Introduction: The Sodium Glucose cotransporter (SGLT) and glucose transporters(GLUTs) play a crucial role in cellular glucose transport. Although experimental data have shown differential regulation of GLUT4 and SGLT in diabetic cardiomyopathy, the impact of diabetes mellitus (DM) upon myocardial glucose transporters in humans remains undetermined. Aim: To better understand the impact of elevated glucose levels upon myocardial expression of glucose transporters, the endomyocardial gene expression of GLUT1, GLUT4 and SGLT1 was investigated in heart transplant(HTx) recipients, with and without DM, who received a heart from a DM- donor. Methods: At baseline(BL), immediately after HTx and 12 ± 2 months(FU) later, serial endomyocardial biopsies were procured in 26 Htx pts, free of clinical or histological rejection, at time of routine surveillance biopsy. Patients were categorized in DM+ (n = 13pts) and DM- (n = 13 pts), according to the presence of diabetes mellitus (DM) at FU. Results: Despite similar hemodynamics and HbA1c levels at BL, DM+ pts had higher HbA1c levels (46,00 ± 13,79 vs 38,33 ± 4,88; p < 0,05) at FU. No differences were noted in BL GLUT1, GLUT4 and SGLT gene expression between both groups.

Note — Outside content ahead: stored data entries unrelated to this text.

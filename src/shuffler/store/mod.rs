//! # Storage Layer
//!
//! The core never opens files directly. Everything it persists goes through the
//! [`StorageProvider`] trait: a path-addressed store of text blobs.
//!
//! ## Implementations
//!
//! - [`fs::FsStorage`]: production storage on the local filesystem.
//!   - `put` creates missing parent directories and writes atomically (temp file + rename).
//!   - `delete` removes a single file or a whole directory tree.
//!
//! - [`memory::MemoryStorage`]: in-memory storage for testing.
//!   - Paths are plain map keys, "directories" are path prefixes.
//!   - Can simulate write failures.
//!
//! ## Storage Layout
//!
//! ```text
//! my-book/
//! ├── project.yaml            # Manifest: root id + categories
//! ├── config.json             # CLI configuration
//! ├── sections/{uuid}.yaml    # One file per section
//! └── cards/{uuid}.md         # One file per card (front matter + content)
//! ```
//!
//! Providers are synchronous and blocking. A slow provider blocks the caller for the
//! duration of a load or save.

use crate::error::Result;
use std::path::{Path, PathBuf};

pub mod fs;
pub mod memory;

pub trait StorageProvider {
    /// Read a whole text blob.
    fn get(&self, path: &Path) -> Result<String>;

    /// Write a whole text blob, creating parent "directories" as needed.
    fn put(&self, path: &Path, value: &str) -> Result<()>;

    /// Paths of the blobs directly inside `dir`. A missing directory lists as empty.
    fn list(&self, dir: &Path) -> Result<Vec<PathBuf>>;

    /// Delete a blob, or everything below a directory-like prefix. Missing paths are not an error.
    fn delete(&self, path: &Path) -> Result<()>;

    fn exists(&self, path: &Path) -> bool;

    fn join(&self, base: &Path, segments: &[&str]) -> PathBuf {
        let mut path = base.to_path_buf();
        for segment in segments {
            path.push(segment);
        }
        path
    }
}

impl<S: StorageProvider + ?Sized> StorageProvider for &S {
    fn get(&self, path: &Path) -> Result<String> {
        (**self).get(path)
    }

    fn put(&self, path: &Path, value: &str) -> Result<()> {
        (**self).put(path, value)
    }

    fn list(&self, dir: &Path) -> Result<Vec<PathBuf>> {
        (**self).list(dir)
    }

    fn delete(&self, path: &Path) -> Result<()> {
        (**self).delete(path)
    }

    fn exists(&self, path: &Path) -> bool {
        (**self).exists(path)
    }

    fn join(&self, base: &Path, segments: &[&str]) -> PathBuf {
        (**self).join(base, segments)
    }
}
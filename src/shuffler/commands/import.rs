use crate::commands::{CmdMessage, CmdResult};
use crate::document::Project;
use crate::error::Result;
use crate::parser::parse;

/// One tagged-text document to import.
#[derive(Debug, Clone)]
pub struct ImportSource {
    pub name: String,
    pub text: String,
}

impl ImportSource {
    pub fn new(name: impl Into<String>, text: impl Into<String>) -> Self {
        Self {
            name: name.into(),
            text: text.into(),
        }
    }
}

/// Parses each source and merges it into the project. Chapters land at the end of the
/// root, cards found before any chapter land in the detached pool.
pub fn run(project: &mut Project, sources: &[ImportSource]) -> Result<CmdResult> {
    let mut result = CmdResult::default();
    let mut imported_count = 0;

    for source in sources {
        let parsed = parse(&source.text);
        if parsed.is_empty() {
            result.add_message(CmdMessage::warning(format!(
                "No markers found in {}",
                source.name
            )));
            continue;
        }

        let report = project.merge(parsed)?;
        for warning in &report.warnings {
            result.add_message(CmdMessage::warning(warning.to_string()));
        }
        imported_count += report.total;
        result.affected.extend(report.attached.iter().copied());
        result.affected.extend(report.detached.iter().copied());
        result.add_message(CmdMessage::info(format!(
            "Imported {}: {} entities ({} top-level attached, {} detached)",
            source.name,
            report.total,
            report.attached.len(),
            report.detached.len()
        )));
    }

    result.add_message(CmdMessage::success(format!(
        "Total imported: {}",
        imported_count
    )));
    Ok(result)
}

#[cfg(test)]
mod tests {
    use super::*;
    use crate::test_utils::sample_project;

    const DRAFT: &str = "<!-- card::Prologue -->\nOnce.\n\
                         <!-- chapter 3::Finale -->\n\
                         <!-- section l1::Night -->\n\
                         <!-- card::Stars -->\nSo many.\n";

    #[test]
    fn test_import_merges_into_live_root() {
        let mut sample = sample_project();
        let root = sample.project.root_id();
        let result = run(&mut sample.project, &[ImportSource::new("draft.md", DRAFT)]).unwrap();

        assert_eq!(sample.project.root_id(), root);
        let top: Vec<_> = sample
            .project
            .root()
            .children
            .iter()
            .map(|c| c.meta().summary.clone())
            .collect();
        assert_eq!(top, vec!["Act One", "Act Two", "[3] Finale"]);
        assert_eq!(sample.project.detached().len(), 2);
        assert_eq!(result.affected.len(), 2);
        assert!(result
            .messages
            .last()
            .unwrap()
            .content
            .ends_with("Total imported: 4"));
        assert!(sample.project.has_unsaved_changes());
    }

    #[test]
    fn test_import_without_markers_warns() {
        let mut sample = sample_project();
        let result = run(
            &mut sample.project,
            &[ImportSource::new("notes.txt", "just prose\n")],
        )
        .unwrap();
        assert!(result.affected.is_empty());
        assert!(!sample.project.has_unsaved_changes());
        assert!(result.messages[0].content.contains("notes.txt"));
    }
}
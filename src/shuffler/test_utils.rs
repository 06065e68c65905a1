use crate::categories::CategoryId;
use crate::document::Project;
use crate::model::{Card, EntityId, Position};
use crate::store::memory::MemoryStorage;
use crate::writer::ProjectWriter;
use std::path::{Path, PathBuf};

pub const SAMPLE_PATH: &str = "book";

/// A small saved-state project:
///
/// ```text
/// root
/// ├── Act One
/// │   ├── The storm   (category "Plot", at 40,20)
/// │   └── The calm
/// └── Act Two
/// detached: Loose idea
/// ```
pub struct SampleProject {
    pub project: Project,
    pub act_one: EntityId,
    pub storm: EntityId,
    pub calm: EntityId,
    pub act_two: EntityId,
    pub loose: EntityId,
    pub plot: CategoryId,
}

pub fn sample_project() -> SampleProject {
    let mut project = Project::default();
    let root = project.root_id();
    let plot = project.add_category("Plot", "Red");

    let act_one = project
        .create_section(root, "Act One")
        .expect("root accepts children");
    let mut storm = Card::new("The storm", "Rain hits the glass.\n");
    storm.category = Some(plot);
    storm.meta.position = Position::new(40.0, 20.0);
    let storm = project.create(act_one, storm).expect("fresh card");
    let calm = project
        .create_card(act_one, "The calm", "Silence after.\n")
        .expect("fresh card");
    let act_two = project
        .create_section(root, "Act Two")
        .expect("root accepts children");
    let loose = project
        .create_card(root, "Loose idea", "Maybe a dream sequence.\n")
        .expect("fresh card");
    project.detach(loose).expect("loose is attached");
    project.mark_saved();

    SampleProject {
        project,
        act_one,
        storm,
        calm,
        act_two,
        loose,
        plot,
    }
}

/// Saves the sample project into fresh in-memory storage under [`SAMPLE_PATH`].
pub fn saved_sample() -> (MemoryStorage, SampleProject, PathBuf) {
    let storage = MemoryStorage::new();
    let mut sample = sample_project();
    let path = Path::new(SAMPLE_PATH).to_path_buf();
    ProjectWriter::new(&storage)
        .save(&mut sample.project, &path)
        .expect("memory storage accepts writes");
    (storage, sample, path)
}
use crate::categories::CategoryId;
use crate::document::Project;
use crate::error::{Result, ShufflerError};
use crate::model::EntityId;

pub const ROOT_SELECTOR: &str = "root";
const SHORT_ID_LEN: usize = 8;

pub fn short_id(id: EntityId) -> String {
    id.to_string()[..SHORT_ID_LEN].to_string()
}

/// Resolves `root`, a full uuid, or a unique uuid prefix to an entity id.
pub fn resolve(project: &Project, selector: &str) -> Result<EntityId> {
    let selector = selector.trim();
    if selector.eq_ignore_ascii_case(ROOT_SELECTOR) {
        return Ok(project.root_id());
    }
    if selector.is_empty() {
        return Err(ShufflerError::Api("Empty entity selector".to_string()));
    }

    let needle = selector.to_lowercase();
    let matches: Vec<EntityId> = project
        .all_ids()
        .into_iter()
        .filter(|id| id.to_string().starts_with(&needle))
        .collect();

    match matches.as_slice() {
        [id] => Ok(*id),
        [] => Err(ShufflerError::Api(format!(
            "No entity matches '{}'",
            selector
        ))),
        many => Err(ShufflerError::Api(format!(
            "'{}' is ambiguous: {} entities match",
            selector,
            many.len()
        ))),
    }
}

pub fn resolve_all<I: AsRef<str>>(project: &Project, selectors: &[I]) -> Result<Vec<EntityId>> {
    selectors
        .iter()
        .map(|selector| resolve(project, selector.as_ref()))
        .collect()
}

/// Resolves a category by numeric id or by name (case-insensitive).
pub fn resolve_category(project: &Project, selector: &str) -> Result<CategoryId> {
    let selector = selector.trim();
    if let Ok(id) = selector.parse::<CategoryId>() {
        if project.categories().contains(id) {
            return Ok(id);
        }
        return Err(ShufflerError::CategoryNotFound(id));
    }
    project
        .categories()
        .all()
        .iter()
        .find(|category| category.name.eq_ignore_ascii_case(selector))
        .map(|category| category.id)
        .ok_or_else(|| ShufflerError::Api(format!("No category named '{}'", selector)))
}

#[cfg(test)]
mod tests {
    use super::*;
    use crate::test_utils::sample_project;

    #[test]
    fn test_resolve_root_full_and_prefix() {
        let sample = sample_project();
        let project = &sample.project;
        assert_eq!(resolve(project, "root").unwrap(), project.root_id());
        assert_eq!(resolve(project, "ROOT").unwrap(), project.root_id());

        let id = sample.storm;
        assert_eq!(resolve(project, &id.to_string()).unwrap(), id);
        assert_eq!(resolve(project, &id.to_string().to_uppercase()).unwrap(), id);
    }

    #[test]
    fn test_resolve_unknown_and_ambiguous() {
        let sample = sample_project();
        assert!(matches!(
            resolve(&sample.project, "zzzz"),
            Err(ShufflerError::Api(_))
        ));
        // Every uuid string starts with a hex digit, so "" would match all; it is rejected outright.
        assert!(resolve(&sample.project, "  ").is_err());
    }

    #[test]
    fn test_resolve_category_by_id_and_name() {
        let sample = sample_project();
        assert_eq!(resolve_category(&sample.project, "0").unwrap(), 0);
        assert_eq!(
            resolve_category(&sample.project, "plot").unwrap(),
            sample.plot
        );
        assert!(matches!(
            resolve_category(&sample.project, "99"),
            Err(ShufflerError::CategoryNotFound(99))
        ));
    }
}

In DM- pts SGLT1(0,081 ± 0,080 vs 0,188 ± 0,108; p = 0,0036) , GLUT4(0,076 ± 0,068 vs 0,137 ± 0,065; p = 0,0011 )and GLUT1(0,020 ± 0,021 vs 0,022 ± 0,009; p = 0,043) increased significantly at FU whereas no change was observed in DM+ pts. Conclusion: Similar to experimental data, differential endomyocardial regulation in SGLT1 and GLUT4 was noted between DM+ and DM-pts with a blunted upregulation of glucose transporters at 1 year in DM+ HTx pts. These observations are in line with experimental data and suggest that myocardial glucose uptake is differentially regulated in DM+ HTx pts.